I was fortunate enough to have a moment of reflection where I realized how proud and lucky I am to live in such a great, forward-thinking state where everyone wants equality and opportunity for everyone. Last week, I had the privilege of attending the Congressional Hispanic Caucus Institute (CHCI) Leadership Conference in Washington D.C. through a scholarship that was awarded to me from the CHCI.
The people and the topics of discussion were both amazing and inspiring. Both ranging from individuals such as Congressman Joaquin Castro, Congresswoman Lucille Roybal-Allard, motivational speakers JR Martinez and Julissa Arce and discussions covering Diversity in Media and Entertainment, Increasing College Degrees and Certificate Attainment, Artificial Intelligence, and Diabetes in the Hispanic Community.
My two favorite panels in particular were the Diversity in Media and Entertainment where we got to hear many VP’s of large organizations, including actor Danny Trejo speak about how they bring about a more diverse entertainment community; the other was the Diabetes in the Hispanic Community, where through the Q & A portion I was able to share my recent experiences in Cuba and a glimpse of their health care that they provide.

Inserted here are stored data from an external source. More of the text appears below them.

/// Runs recipes against a component registry.
///
/// Steps of one wave run concurrently and every step runs its rows as one
/// batch. Job-level failures are recorded in run memory and only skip the
/// affected rows of downstream steps. Graph errors, usage errors and
/// cancellation abort the run.
pub struct PipelineRunner {
    registry: Arc<ComponentRegistry>,
    config: EngineConfig,
    sink: Arc<dyn EventSink>,
    trigger_store: Option<TriggerMemoryStore<Arc<dyn KeyValueStore>>>,
}

impl fmt::Debug for PipelineRunner {
    fn fmt(&self, f: &mut fmt::Formatter<'_>) -> fmt::Result {
        f.debug_struct("PipelineRunner")
            .field("registry", &self.registry)
            .field("config", &self.config)
            .field("persists", &self.trigger_store.is_some())
            .finish_non_exhaustive()
    }
}

impl PipelineRunner {
    /// Creates a runner.
    pub fn new(registry: Arc<ComponentRegistry>, config: EngineConfig) -> Self {
        Self {
            registry,
            config,
            sink: Arc::new(NoOpEventSink),
            trigger_store: None,
        }
    }

    /// Sets the sink streaming runs send memory events to.
    #[must_use]
    pub fn with_sink(mut self, sink: Arc<dyn EventSink>) -> Self {
        self.sink = sink;
        self
    }

    /// Persists runs that carry a trigger ID into `store`.
    #[must_use]
    pub fn with_trigger_store(mut self, store: Arc<dyn KeyValueStore>) -> Self {
        self.trigger_store = Some(TriggerMemoryStore::from_config(store, &self.config));
        self
    }

    /// Returns the configuration.
    pub fn config(&self) -> &EngineConfig {
        &self.config
    }

    /// Returns the component registry.
    pub fn registry(&self) -> &Arc<ComponentRegistry> {
        &self.registry
    }

    /// Returns the trigger store, if runs are persisted.
    pub fn trigger_store(&self) -> Option<&TriggerMemoryStore<Arc<dyn KeyValueStore>>> {
        self.trigger_store.as_ref()
    }

    /// Runs a recipe over a batch of inputs.
    pub async fn run(
        &self,
        recipe: &Recipe,
        inputs: Vec<Value>,
        secrets: Value,
        token: &CancellationToken,
    ) -> Result<RunResult> {
        self.execute(recipe, RunRequest::new(inputs).with_secrets(secrets), token)
            .await
    }

    /// Runs a recipe for a full request.
    pub async fn execute(
        &self,
        recipe: &Recipe,
        request: RunRequest,
        token: &CancellationToken,
    ) -> Result<RunResult> {
        let timer = SpanTimer::start("recipe.run");
        let run_id = Uuid::now_v7().to_string();

        let graph = build_graph(&recipe.steps);
        let groups = graph.sort()?;
        let memory = Arc::new(self.init_memory(&run_id, recipe, &request)?);

        let span = RunSpanAttributes::new(run_id.as_str(), memory.batch_size(), recipe.steps.len())
            .with_modes(self.config.execution_mode, self.config.condition_semantics)
            .with_trigger_id(request.trigger_id.as_deref())
            .span();

        let result: Result<RunResult> = async {
            info!(groups = groups.len(), "run started");
            let timings = self
                .run_groups(&memory, &recipe.steps, &graph, &groups, None, token)
                .await?;

            let template = recipe.output_template();
            let mut outputs = Vec::with_capacity(memory.batch_size());
            for index in 0..memory.batch_size() {
                let output = memory.render(index, &template, true)?;
                memory.set_pipeline_output(index, output.clone())?;
                outputs.push(output);
            }

            let mut traces = generate_traces(&memory, recipe.steps.keys(), true)?;
            for (step_id, trace) in &mut traces {
                if let Some(elapsed) = timings.get(step_id) {
                    trace.compute_time_ms = *elapsed;
                }
            }
            let errors = collect_errors(&memory, recipe.steps.keys())?;

            if let (Some(store), Some(trigger_id)) = (&self.trigger_store, request.trigger_id.as_deref()) {
                let trigger = TriggerMemory::from_run(&memory)?;
                store.write_run(trigger_id, Some(recipe), &trigger).await?;
            }

            let duration_ms = timer.finish();
            info!(duration_ms, errors = errors.len(), "run finished");
            Ok(RunResult {
                run_id: run_id.clone(),
                outputs,
                traces,
                duration_ms,
                errors,
                memory: memory.clone(),
            })
        }
        .instrument(span)
        .await;
        result
    }

    /// Runs a persisted trigger again from its stored recipe and inputs.
    pub async fn rerun(&self, trigger_id: &str, token: &CancellationToken) -> Result<RunResult> {
        let Some(store) = &self.trigger_store else {
            return Err(RecipeflowError::execution("runner has no trigger store"));
        };
        let recipe = store.load_recipe(trigger_id).await?;
        let trigger = store.load_by_trigger_id(trigger_id).await?;
        let request = RunRequest::new(trigger.inputs)
            .with_secrets(trigger.secrets)
            .with_system_variables(trigger.vars)
            .with_trigger_id(trigger_id);
        self.execute(&recipe, request, token).await
    }

    fn init_memory(&self, run_id: &str, recipe: &Recipe, request: &RunRequest) -> Result<RunMemory> {
        let mut secrets: Map = recipe
            .secrets
            .iter()
            .map(|(name, reference)| (name.clone(), Value::from(reference.as_str())))
            .collect();
        if let Some(provided) = request.secrets.as_map() {
            secrets.extend(provided.iter().map(|(k, v)| (k.clone(), v.clone())));
        }
        let secrets = Value::Map(secrets);

        let rows = request
            .inputs
            .iter()
            .map(|input| {
                let mut row = RowMemory::new(recipe.bind_variables(input)?, secrets.clone())
                    .with_system(request.system_variables.clone());
                for step_id in recipe.steps.keys() {
                    row.steps.insert(step_id.clone(), StepMemory::default());
                }
                Ok(row)
            })
            .collect::<Result<Vec<_>>>()?;

        let memory = RunMemory::new(run_id, rows)
            .with_sink(self.sink.clone())
            .with_output_template(recipe.output_template());
        if request.streaming {
            memory.enable_streaming();
        }
        Ok(memory)
    }

    /// Runs the groups in order and returns each step's wall time.
    async fn run_groups(
        &self,
        memory: &Arc<RunMemory>,
        steps: &StepMap,
        graph: &DependencyGraph,
        groups: &[StepGroup],
        parent: Option<&ParentLink>,
        token: &CancellationToken,
    ) -> Result<IndexMap<String, f64>> {
        let mut timings = IndexMap::with_capacity(steps.len());

        for group in groups {
            token.check()?;
            debug!(group = group.index, steps = ?group.steps, "running group");

            let runs = group
                .steps
                .iter()
                .filter_map(|id| steps.get(id).map(|step| (id, step)))
                .map(|(id, step)| {
                    let upstream = graph.upstream_of(id);
                    let span = StepSpanAttributes::new(id.as_str(), step.step_type.as_str())
                        .with_task(&step.task)
                        .with_group(group.index)
                        .span();
                    async move {
                        let timer = SpanTimer::start(id.as_str());
                        let result = self
                            .run_step(memory, id, step, &upstream, parent, token)
                            .await;
                        (id.clone(), timer.finish(), result)
                    }
                    .instrument(span)
                });

            for (id, elapsed, result) in join_all(runs).await {
                result?;
                timings.insert(id, elapsed);
            }

            if parent.is_none() {
                for index in 0..memory.batch_size() {
                    memory.refresh_pipeline_output(index)?;
                }
            }
        }

        Ok(timings)
    }

    async fn run_step(
        &self,
        memory: &Arc<RunMemory>,
        step_id: &str,
        step: &Step,
        upstream: &[String],
        parent: Option<&ParentLink>,
        token: &CancellationToken,
    ) -> Result<()> {
        let started = process_condition(
            memory,
            step_id,
            upstream,
            step.condition(),
            self.config.condition_semantics,
        )?;
        if started.is_empty() {
            debug!(step_id, "no rows to run");
            return Ok(());
        }

        if step.is_iterator() {
            let index_name = step
                .index
                .as_deref()
                .unwrap_or(&self.config.default_range_index);
            let runs = started.into_iter().map(|index| {
                self.run_iteration(memory, index, step_id, step, upstream, index_name, parent, token)
            });
            for result in join_all(runs).await {
                result?;
            }
            Ok(())
        } else {
            self.run_component(memory, &started, step_id, step, parent, token)
                .await
        }
    }

    async fn run_component(
        &self,
        memory: &Arc<RunMemory>,
        started: &[usize],
        step_id: &str,
        step: &Step,
        parent: Option<&ParentLink>,
        token: &CancellationToken,
    ) -> Result<()> {
        let mut rows = Vec::with_capacity(started.len());
        let mut setup = None;
        for &index in started {
            let rendered = if step.setup.is_null() {
                Ok(Value::empty_map())
            } else {
                memory.render(index, &step.setup, false)
            };
            match rendered {
                Ok(rendered) => {
                    memory.set_step_data(index, step_id, StepField::Setup, rendered.clone())?;
                    setup.get_or_insert(rendered);
                    rows.push(index);
                }
                Err(err) if err.is_job_level() => {
                    fail_row(memory, index, step_id, &err.to_string(), parent)?;
                }
                Err(err) => return Err(err),
            }
        }
        let Some(&first) = rows.first() else {
            return Ok(());
        };

        let params = ExecutionParams {
            component_id: step_id.to_string(),
            task: step.task.clone(),
            setup: setup.unwrap_or_else(Value::empty_map),
            system_variables: memory.read_row(first)?.system.clone(),
            execution_mode: self.config.execution_mode,
        };
        let wrapper = match self.registry.prepare(&step.step_type, &params, &self.config) {
            Ok(wrapper) => wrapper,
            Err(err) => {
                warn!(step_id, component_type = %step.step_type, error = %err, "cannot prepare step");
                let message = err.to_string();
                for &index in &rows {
                    fail_row(memory, index, step_id, &message, parent)?;
                }
                return Ok(());
            }
        };

        let jobs = rows
            .iter()
            .map(|&index| memory_job(memory, index, step_id, &step.input, parent, token))
            .collect();

        if let Err(err) = wrapper.execute(jobs).await {
            let message = err.to_string();
            for &index in &rows {
                if !memory.status(index, step_id, StatusKind::Errored)? {
                    fail_row(memory, index, step_id, &message, parent)?;
                }
            }
            return match err {
                RecipeflowError::Usage(_) | RecipeflowError::Cancelled(_) => Err(err),
                _ => Ok(()),
            };
        }

        for &index in &rows {
            if !memory.status(index, step_id, StatusKind::Errored)? {
                memory.set_status(index, step_id, StatusKind::Completed, true)?;
            }
        }
        Ok(())
    }

    #[allow(clippy::too_many_arguments)]
    async fn run_iteration(
        &self,
        memory: &Arc<RunMemory>,
        index: usize,
        step_id: &str,
        step: &Step,
        upstream: &[String],
        index_name: &str,
        parent: Option<&ParentLink>,
        token: &CancellationToken,
    ) -> Result<()> {
        let iteration = match prepare_iteration(memory, index, step) {
            Ok(iteration) => iteration,
            Err(err) if err.is_job_level() => {
                debug!(step_id, batch_index = index, error = %err, "cannot iterate");
                return fail_row(memory, index, step_id, &err.to_string(), parent);
            }
            Err(err) => return Err(err),
        };
        debug!(step_id, batch_index = index, iterations = iteration.len(), "iterating");

        let child = Arc::new(child_memory(
            memory, index, step_id, step, upstream, &iteration, index_name,
        )?);
        let link = ParentLink {
            memory: memory.clone(),
            index,
            step_id: step_id.to_string(),
        };
        match self.run_nested(&child, &step.steps, &link, token).await {
            Ok(()) => {}
            Err(RecipeflowError::Graph(err)) => {
                return fail_row(memory, index, step_id, &err.to_string(), parent);
            }
            Err(err) => return Err(err),
        }

        let output = collect_output_elements(&child, step)?;
        memory.set_step_data(index, step_id, StepField::Output, output)?;
        if !memory.status(index, step_id, StatusKind::Errored)? {
            memory.set_status(index, step_id, StatusKind::Completed, true)?;
        }
        Ok(())
    }

    fn run_nested<'a>(
        &'a self,
        child: &'a Arc<RunMemory>,
        steps: &'a StepMap,
        link: &'a ParentLink,
        token: &'a CancellationToken,
    ) -> BoxFuture<'a, Result<()>> {
        async move {
            let graph = build_graph(steps);
            let groups = graph.sort()?;
            self.run_groups(child, steps, &graph, &groups, Some(link), token)
                .await
                .map(|_| ())
        }
        .boxed()
    }
}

I learned so much from the panels and guest speakers, but what I was not expecting was to truly appreciate the things and people that I take for granted back home, particularly our publically elected officials. During the moments of down time, I took this opportunity to network and meet other people attending the Conference.

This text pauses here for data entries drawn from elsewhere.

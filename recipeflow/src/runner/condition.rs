//! Per-row selection of the rows a step runs for.

use crate::config::ConditionSemantics;
use crate::errors::Result;
use crate::expr::eval_condition;
use crate::memory::{RunMemory, StatusKind};
use tracing::debug;

/// Rows a step runs for: entry `j` is the row of the step's `j`-th job.
pub type ConditionMap = Vec<usize>;

/// Decides, row by row, whether a step runs.
///
/// A row is skipped when any upstream step was skipped or errored in it, or
/// when the condition evaluates to false. A condition that fails to
/// evaluate marks the step errored for that row. Every other row is marked
/// started and returned.
pub fn process_condition(
    memory: &RunMemory,
    step_id: &str,
    upstream_ids: &[String],
    condition: Option<&str>,
    semantics: ConditionSemantics,
) -> Result<ConditionMap> {
    let mut selected = Vec::with_capacity(memory.batch_size());

    'rows: for index in 0..memory.batch_size() {
        for upstream in upstream_ids {
            let status = memory.step_status(index, upstream)?;
            if status.skipped || status.errored {
                debug!(step_id, upstream = %upstream, batch_index = index, "upstream did not complete");
                memory.set_status(index, step_id, StatusKind::Skipped, true)?;
                continue 'rows;
            }
        }

        if let Some(condition) = condition {
            let (condition, view) = {
                let row = memory.read_row(index)?;
                (row.substitute_indexes(condition).into_owned(), row.to_value())
            };
            match eval_condition(&condition, &view, semantics) {
                Ok(true) => {}
                Ok(false) => {
                    debug!(step_id, batch_index = index, "condition is false");
                    memory.set_status(index, step_id, StatusKind::Skipped, true)?;
                    continue;
                }
                Err(err) => {
                    debug!(step_id, batch_index = index, error = %err, "condition failed");
                    memory.record_error(index, step_id, err.to_string())?;
                    continue;
                }
            }
        }

        memory.set_status(index, step_id, StatusKind::Started, true)?;
        selected.push(index);
    }

    Ok(selected)
}

#[cfg(test)]
mod tests {
    use super::*;
    use crate::memory::{RowMemory, StepField};
    use crate::value::Value;
    use pretty_assertions::assert_eq;

    fn memory() -> RunMemory {
        let rows = (0..4)
            .map(|n| RowMemory::new(Value::map_from([("n", Value::from(n))]), Value::empty_map()))
            .collect();
        let memory = RunMemory::new("run", rows);
        for index in 0..4 {
            memory.init_step(index, "up").unwrap();
            memory.init_step(index, "down").unwrap();
        }
        memory
    }

    #[test]
    fn test_no_condition_selects_every_row() {
        let memory = memory();
        let map = process_condition(&memory, "down", &[], None, ConditionSemantics::Strict).unwrap();
        assert_eq!(map, vec![0, 1, 2, 3]);
        assert!(memory.status(2, "down", StatusKind::Started).unwrap());
    }

    #[test]
    fn test_condition_per_row() {
        let memory = memory();
        let map = process_condition(
            &memory,
            "down",
            &[],
            Some("${variable.n} % 2 == 0"),
            ConditionSemantics::Strict,
        )
        .unwrap();

        assert_eq!(map, vec![0, 2]);
        assert!(memory.status(1, "down", StatusKind::Skipped).unwrap());
        assert!(!memory.status(1, "down", StatusKind::Started).unwrap());
    }

    #[test]
    fn test_upstream_skip_and_error_propagate() {
        let memory = memory();
        memory.set_status(0, "up", StatusKind::Skipped, true).unwrap();
        memory.record_error(1, "up", "boom").unwrap();
        memory
            .set_step_data(2, "up", StepField::Output, Value::map_from([("ok", Value::Bool(true))]))
            .unwrap();
        memory.set_status(2, "up", StatusKind::Completed, true).unwrap();

        let map = process_condition(&memory, "down", &["up".to_string()], None, ConditionSemantics::Strict)
            .unwrap();

        assert_eq!(map, vec![2, 3]);
        assert!(memory.status(0, "down", StatusKind::Skipped).unwrap());
        assert!(memory.status(1, "down", StatusKind::Skipped).unwrap());
        assert!(!memory.status(1, "down", StatusKind::Errored).unwrap());
    }

    #[test]
    fn test_condition_error_marks_row_errored() {
        let memory = memory();
        let map = process_condition(
            &memory,
            "down",
            &[],
            Some("${variable.n} / 0 == 1"),
            ConditionSemantics::Strict,
        )
        .unwrap();

        assert!(map.is_empty());
        assert!(memory.status(0, "down", StatusKind::Errored).unwrap());
        assert_eq!(memory.error_message(0, "down").unwrap(), "division by zero");
    }

    #[test]
    fn test_legacy_semantics() {
        let memory = memory();
        let map = process_condition(
            &memory,
            "down",
            &[],
            Some("${missing.value} == nil || ${variable.n} > 2"),
            ConditionSemantics::Legacy,
        )
        .unwrap();
        assert_eq!(map, vec![0, 1, 2, 3]);
    }
}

There were two particular individuals from different states that I got to know really well. We became very comfortable talking about ideologies, and one of them asked about protesting in California, specifically, “if it happens all the time.” I laughed, and replied, “I wouldn’t say all the time, but enough to where it’s not an uncommon occurrence.”
I was then asked a follow up question to that by the second individual, which stopped to make me think. “How does the community feel when they see these protestors?” I stopped to think for a few moments, as I was not expecting that question, but just making sure I was getting the right words for the obvious answer, I replied, “Generally, we are supportive of the people protesting because they’re doing it for a noble and worthy cause, for equality, or to call out an injustice. So when we hear or see protestors, we know they’re doing it to fight to make California a better place for everyone, and when you look at it that way, why wouldn’t you support them? Some of our elected officials can even be seen walking with protestors because they believe in the cause and support their diverse communities that they represent.”
I saw a look of awe and admiration for what I had just said. After a few moments of silence, one of the individuals replied, “I wish it was like that where I am from.” At that moment, I realized how lucky I was to live in California, where we protect those who need protection, or fight for the equal rights of those who lack the same opportunities that others have.
To quote President John F. Kennedy, “Freedom has many difficulties, and democracy is not perfect”, but knowing that I live in a state where not only the community rallies together to support one another and for what is right, but my elected officials do the same, makes me proud to live in this great state.
I want to thank the community I live in for supporting all people of California and for striving towards equality, but I want to give specific shout outs to Assemblymember Cristina Garcia and Congresswoman Lucille Roybal-Allard because I know and see that they truly have their constituents and the people of California’s best interest at heart. Thank you to you both for all that you do and all that you continue to fight for, and for making me proud to say, “I’m a Californian.”